Individuals within the meaning of the invention can represent persons, vehicles or other self-deterministic subjects with self actuation. In particular flows of individuals within the meaning of the invention can be collections of people moving together in an area. The positions of the people in the area can be dynamic in such cases and can depend on the movement strategy of the respective person. Furthermore the movements of a person can be influenced by the movements and temporary rest positions of other adjacent people as well as the geometrical arrangement of spatial delimitations such as walls, doors, pillars or the like on the one hand and movable obstacles such as barriers, posts, cordons or the like on the other hand. In the description below, for the sake of simplicity, reference is made to people and flows of people without restricting the description to this specific type of individuals and individual flows.

The terms “barrier” and “barriers” within the meaning of the present invention can include any type of obstacles that are not able to be passed or difficult to pass for individuals. In particular barriers in this case can for example be gates, cordons, gratings, posts, pylons, partition walls, railings or similar objects. Activatable barriers within the meaning of the invention can include barriers which, depending on their activation state, can be selectively moved backwards and forwards between first and second positions so that depending on the current position, individuals or people can be either prevented by the barriers from continuing to move beyond one of the positions of the barriers or not.

Referring now to the figures of the drawing in detail and first, particularly, to FIG. 1 thereof, there is shown a schematic diagram of an activatable barrier 1 in a space 10. The barrier 1 comprises a barrier body 2, an actuation device 3 and a control device 4.

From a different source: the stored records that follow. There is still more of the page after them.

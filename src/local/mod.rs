pub mod process_file;
pub mod simulator;
use rand::rngs::StdRng;
use rand::{Rng, SeedableRng};
use spike_epochs::acquisition::{EpochStore, RawEpochReader};
use spike_epochs::config::{AcquisitionConfig, SpikeConfig};
use spike_epochs::spikes::SpikeStore;
use spike_epochs::stimulus::StimulusSequence;

const FS: f64 = 10_000.0;

fn store(num_channels: usize, epoch_samples: usize) -> EpochStore {
    EpochStore::new(&AcquisitionConfig {
        sample_rate: FS,
        num_channels,
        epoch_samples,
        ..AcquisitionConfig::default()
    })
    .unwrap()
}

/// Feeds `channels` (one full-length signal per channel) in blocks of `block`.
fn feed(store: &EpochStore, channels: &[Vec<f32>], block: usize) {
    let len = channels[0].len();
    let mut offset = 0;
    while offset < len {
        let end = (offset + block).min(len);
        let views: Vec<&[f32]> = channels.iter().map(|c| &c[offset..end]).collect();
        store.sound_proc(&views, false);
        offset = end;
    }
}

fn noisy_spikes(rng: &mut StdRng, len: usize, spikes: &[usize]) -> Vec<f32> {
    let mut samples: Vec<f32> = (0..len).map(|_| rng.gen_range(-0.1f32..0.1)).collect();
    for &p in spikes {
        samples[p] = 1.0;
        samples[p + 1] = 0.7;
        samples[p + 2] = -0.3;
    }
    samples
}

#[test]
fn exactly_one_epoch_after_one_epoch_of_samples() {
    for &(num_channels, epoch_samples, block) in
        &[(1, 1, 1), (2, 1000, 64), (3, 17, 5), (8, 64, 64), (4, 300, 1024)]
    {
        let store = store(num_channels, epoch_samples);
        store.initialize(num_channels, epoch_samples).unwrap();
        let channels = vec![vec![0.25f32; epoch_samples]; num_channels];
        feed(&store, &channels, block);

        assert_eq!(store.pending_count(), 1, "C={} L={}", num_channels, epoch_samples);
        let (epoch, is_last) = store.pop().unwrap();
        assert!(is_last);
        assert_eq!(epoch.num_channels(), num_channels);
        assert_eq!(epoch.num_samples(), Some(epoch_samples));
        assert!(store.pop().is_none());
    }
}

#[test]
fn scenario_a_single_crossing_on_channel_zero() {
    let store = store(2, 1000);
    store.initialize(2, 1000).unwrap();
    store.set_threshold(0, 0.5).unwrap();
    store.set_threshold(1, 0.5).unwrap();

    let mut ch0 = vec![0.0f32; 1000];
    for s in ch0.iter_mut().skip(500).take(5) {
        *s = 1.0;
    }
    let ch1 = vec![0.0f32; 1000];
    feed(&store, &[ch0, ch1], 256);

    let (epoch, _) = store.pop().unwrap();
    let mut spikes = SpikeStore::new(2, FS, SpikeConfig::default());
    spikes.add(&epoch).unwrap();
    assert_eq!(spikes.num_spikes(0).unwrap(), 1);
    assert_eq!(spikes.spike_position(0, 0).unwrap(), 500);
    assert_eq!(spikes.num_spikes(1).unwrap(), 0);
}

#[test]
fn crossings_whose_snippet_leaves_the_epoch_produce_no_spike() {
    let geometry = SpikeConfig::default();
    let store = store(1, 200);
    store.set_threshold(0, 0.5).unwrap();

    // Last position whose window still fits: 200 - spike_length - post_threshold
    let last_fit = 200 - geometry.spike_length - geometry.post_threshold;
    let mut samples = vec![0.0f32; 200];
    samples[3] = 1.0;
    samples[100] = 1.0;
    samples[last_fit + 1] = 1.0;
    feed(&store, &[samples], 200);

    let (epoch, _) = store.pop().unwrap();
    let mut spikes = SpikeStore::new(1, FS, geometry);
    spikes.add(&epoch).unwrap();
    assert_eq!(spikes.num_spikes(0).unwrap(), 1);
    assert_eq!(spikes.spike_position(0, 0).unwrap(), 100);
    assert_eq!(
        spikes.spike(0, 0).unwrap().waveform.len(),
        geometry.pre_threshold + geometry.spike_length + geometry.post_threshold
    );
}

#[test]
fn remove_then_add_reproduces_spikes() {
    let mut rng = StdRng::seed_from_u64(5);
    let store = store(2, 2000);
    store.load_thresholds(&[0.5, -0.2]).unwrap();
    for _ in 0..3 {
        let ch0 = noisy_spikes(&mut rng, 2000, &[100, 700, 1500]);
        let ch1 = noisy_spikes(&mut rng, 2000, &[400, 1200]);
        feed(&store, &[ch0, ch1], 333);
    }

    let mut spikes = SpikeStore::new(2, FS, SpikeConfig::default());
    let mut epochs = Vec::new();
    while let Some((epoch, _)) = store.pop() {
        spikes.add(&epoch).unwrap();
        epochs.push(epoch);
    }
    let before: Vec<_> = (0..2).map(|ch| spikes.spikes(ch).unwrap().to_vec()).collect();
    assert!(before[0].len() >= 9);

    for ch in 0..2 {
        spikes.remove(ch, 1).unwrap();
    }
    assert!(spikes.spikes(0).unwrap().iter().all(|s| s.epoch_index != 1));
    spikes.add(&epochs[1]).unwrap();

    for ch in 0..2 {
        assert_eq!(spikes.spikes(ch).unwrap(), before[ch].as_slice());
    }
}

#[test]
fn saved_epochs_reload_bit_exact() {
    let path = std::env::temp_dir().join(format!("spike_epochs_it_round_{}.bin", std::process::id()));
    let mut rng = StdRng::seed_from_u64(9);
    let num_epochs = 5;

    let live = store(3, 500);
    live.load_thresholds(&[0.5, 0.5, 0.5]).unwrap();
    live.init_save(&path).unwrap();
    for _ in 0..num_epochs {
        let channels: Vec<Vec<f32>> = (0..3)
            .map(|_| noisy_spikes(&mut rng, 500, &[50, 250]))
            .collect();
        feed(&live, &channels, 128);
    }
    assert_eq!(live.done_save().unwrap(), num_epochs);

    let mut live_spikes = SpikeStore::new(3, FS, SpikeConfig::default());
    let mut live_epochs = Vec::new();
    while let Some((epoch, _)) = live.pop() {
        live_spikes.add(&epoch).unwrap();
        live_epochs.push(epoch);
    }

    let offline = store(3, 500);
    let mut offline_spikes = SpikeStore::new(3, FS, SpikeConfig::default());
    let mut reader = RawEpochReader::open(&path, 3, 500).unwrap();
    assert_eq!(reader.num_records(), num_epochs);
    for original in &live_epochs {
        let samples = reader.read_record().unwrap().unwrap();
        let epoch = offline
            .push(samples, original.thresholds.clone(), original.stimulus_index, original.repetition_index)
            .unwrap();
        assert_eq!(epoch.index, original.index);
        for ch in 0..3 {
            let a: Vec<u32> = epoch.channel(ch).unwrap().iter().map(|s| s.to_bits()).collect();
            let b: Vec<u32> = original.channel(ch).unwrap().iter().map(|s| s.to_bits()).collect();
            assert_eq!(a, b);
        }
        offline_spikes.add(&epoch).unwrap();
    }
    for ch in 0..3 {
        assert_eq!(offline_spikes.spikes(ch).unwrap(), live_spikes.spikes(ch).unwrap());
    }
    std::fs::remove_file(&path).ok();
}

#[test]
fn randomized_sequence_blocks_are_permutations() {
    let mut rng = StdRng::seed_from_u64(123);
    for &(n, repeats) in &[(1, 5), (2, 10), (10, 3), (31, 4)] {
        let sequence = StimulusSequence::build(n, repeats, true, &mut rng);
        assert_eq!(sequence.len(), n * repeats);
        for (r, block) in sequence.stimuli().chunks(n).enumerate() {
            let mut seen = vec![false; n];
            for &s in block {
                assert!(!seen[s], "stimulus {} twice in block {}", s, r);
                seen[s] = true;
            }
            assert!(sequence.repetitions()[r * n..(r + 1) * n].iter().all(|&x| x == r));
        }
    }
}

#[test]
fn scenario_b_append_extends_sequence() {
    let mut rng = StdRng::seed_from_u64(77);
    let mut sequence = StimulusSequence::build(10, 1, true, &mut rng);
    let original = sequence.stimuli().to_vec();

    sequence.append(10, 5, 1, true, &mut rng);
    assert_eq!(sequence.len(), 15);
    assert_eq!(sequence.repetitions().len(), 15);
    assert_eq!(&sequence.stimuli()[..10], original.as_slice());
    assert!(sequence.stimuli()[10..].iter().all(|s| (10..=14).contains(s)));
}

#[test]
fn pause_discards_partial_epoch_and_keeps_indices() {
    let store = store(1, 100);
    let sequence = StimulusSequence::from_parts((0..10).collect(), vec![0; 10]).unwrap();
    store.arm(&sequence);

    let epoch = vec![0.0f32; 100];
    for _ in 0..3 {
        feed(&store, &[epoch.clone()], 100);
    }
    // Half an epoch, then pause: the partial epoch is dropped
    feed(&store, &[vec![0.0f32; 50]], 50);
    store.pause();
    feed(&store, &[epoch.clone()], 100);
    assert_eq!(store.next_index(), 3);

    store.resume();
    for _ in 0..12 {
        feed(&store, &[epoch.clone()], 100);
    }
    let indices: Vec<usize> = std::iter::from_fn(|| store.pop()).map(|(e, _)| e.index).collect();
    assert_eq!(indices, (0..10).collect::<Vec<_>>());
    assert!(store.status().finished);
}
pub mod epoch;
pub mod raw_file;
mod recorder;
pub mod status;
pub mod store;

pub use epoch::{Epoch, EpochData};
pub use raw_file::{count_records, record_bytes, RawEpochReader, RawEpochWriter};
pub use recorder::RecorderPhase;
pub use status::{AcquisitionStatus, StatusSnapshot};
pub use store::EpochStore;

The exemplary space 10 in FIG. 1 has delimitations 10a and 10b. The space 10 can for example be a hallway in a building. The delimitations 10a, 10b can in this case typically be walls of the hallway. For example the space 10 in FIG. 1 is shown as a straight hallway with delimitations 10a and 10b running in parallel to one another, with in principle any other form of the space 10 also being possible. Furthermore the delimitations 10a and 10b can have breakthroughs such as doors to adjoining spaces for example, passages to other hallways and rooms, staircases and suchlike. It should be clear in this case that many different options exist for how the topology of the space 10 is embodied.

People 5 can move in the space 10. For example five people 5 are shown in FIG. 1, who are each moving individually in directions of movement 5a through the space 10. The directions of movement 5a in this case, as indicated by the arrows, can lie essentially in parallel to one another, so that through the collective movement of the people 5 a flow of people through the space 10 is produced.

The barrier body 2 is designed to be movable from a first position 2a into at least one second position 2b, as indicated by the dashed arrow. In such cases the first position 2a can lie at least partly in a delimitation 10a, such as a wall of a space for example. For example the first position 2a can lie behind a wall covering, so that the barrier body 2 in the first position 2a does not project into the hallway 10 and in particular is not perceptible within the hallway 10. Alternatively the barrier body 2 can also form a part of the delimitation 10a, wherein the barrier body 2 can be the same color as the color of the delimitation 10a, so that the barrier body 2 matches the delimitation 10a.

The barrier body 2 itself can be a bar, a partition wall or an inflatable envelope for example. In this case the barrier body 2 is able to be moved from the first position 2a into at least one second position 2b, so that, in the second position 2b, the barrier body 2 represents an obstacle in the hallway 10 which is not able to be passed or is only able to be passed with difficulty by the people 5 in their movement through the hallway 10. For example the barrier body 2 can be a partition wall which can be pushed out or folded out into the hallway 10 from the delimitation 10a. In the case of a bar the barrier body 2 can also be lowered down into the hallway 10.

In principle the number of second positions 2b is unlimited in such cases. The second positions 2b can for example in such cases differ in the proportion of the hallway 10 blocked by the barrier body 2. For example the barrier body 2 can be extended fully or only partly into the hallway 10. There can also be provision for the barrier body 2 to assume different barrier heights in the second positions 2b, so that it is possible for people 5 to see over the barrier or not. This can be advantageous in order to allow the people 5 a better overview of the situation in the hallway 10 in front of them. The second position 2b in such cases can be selected manually or automatically and in accordance with the situation.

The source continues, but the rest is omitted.